_Task requirements:_
Find every line in the records below that contains the word "StatusCode", and copy each such line.

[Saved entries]
————
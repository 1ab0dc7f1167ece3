//! Health, good-to-go and build-info endpoints

use super::state::AppState;
use axum::{extract::State, http::StatusCode, response::IntoResponse, Json};
use serde::Serialize;

/// Result of one dependency check
#[derive(Debug, Clone, Serialize)]
#[serde(rename_all = "camelCase")]
pub struct CheckResult {
    pub name: String,
    pub ok: bool,
    pub check_output: String,
}

/// Body of `GET /__health`
#[derive(Debug, Serialize)]
#[serde(rename_all = "camelCase")]
pub struct HealthReport {
    pub schema_version: u8,
    pub system_code: String,
    pub name: String,
    pub description: String,
    pub ok: bool,
    pub checks: Vec<CheckResult>,
}

#[derive(Debug, Serialize)]
pub struct BuildInfo {
    pub name: &'static str,
    pub version: &'static str,
}

async fn run_checks(state: &AppState) -> Vec<CheckResult> {
    let mut results = Vec::with_capacity(state.service.health_checks().len());
    for check in state.service.health_checks() {
        let result = match check.check_health().await {
            Ok(output) => CheckResult {
                name: check.name().to_string(),
                ok: true,
                check_output: output,
            },
            Err(e) => {
                tracing::warn!(check = check.name(), error = %e, "Health check failed");
                CheckResult {
                    name: check.name().to_string(),
                    ok: false,
                    check_output: e.to_string(),
                }
            }
        };
        results.push(result);
    }
    results
}

/// GET /__health
pub async fn health(State(state): State<AppState>) -> Json<HealthReport> {
    let checks = run_checks(&state).await;
    Json(HealthReport {
        schema_version: 1,
        system_code: state.application.system_code.clone(),
        name: state.application.name.clone(),
        description: "Exports concepts from Neo4j to CSV files in S3".to_string(),
        ok: checks.iter().all(|c| c.ok),
        checks,
    })
}

/// GET /__gtg
pub async fn good_to_go(State(state): State<AppState>) -> impl IntoResponse {
    let checks = run_checks(&state).await;
    match checks.iter().find(|c| !c.ok) {
        None => (StatusCode::OK, "OK".to_string()),
        Some(failed) => (StatusCode::SERVICE_UNAVAILABLE, failed.check_output.clone()),
    }
}

/// GET /__build-info
pub async fn build_info() -> Json<BuildInfo> {
    Json(BuildInfo {
        name: env!("CARGO_PKG_NAME"),
        version: env!("CARGO_PKG_VERSION"),
    })
}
————
_Solution to this task:_
use axum::{extract::State, http::StatusCode, response::IntoResponse, Json};
        None => (StatusCode::OK, "OK".to_string()),
        Some(failed) => (StatusCode::SERVICE_UNAVAILABLE, failed.check_output.clone()),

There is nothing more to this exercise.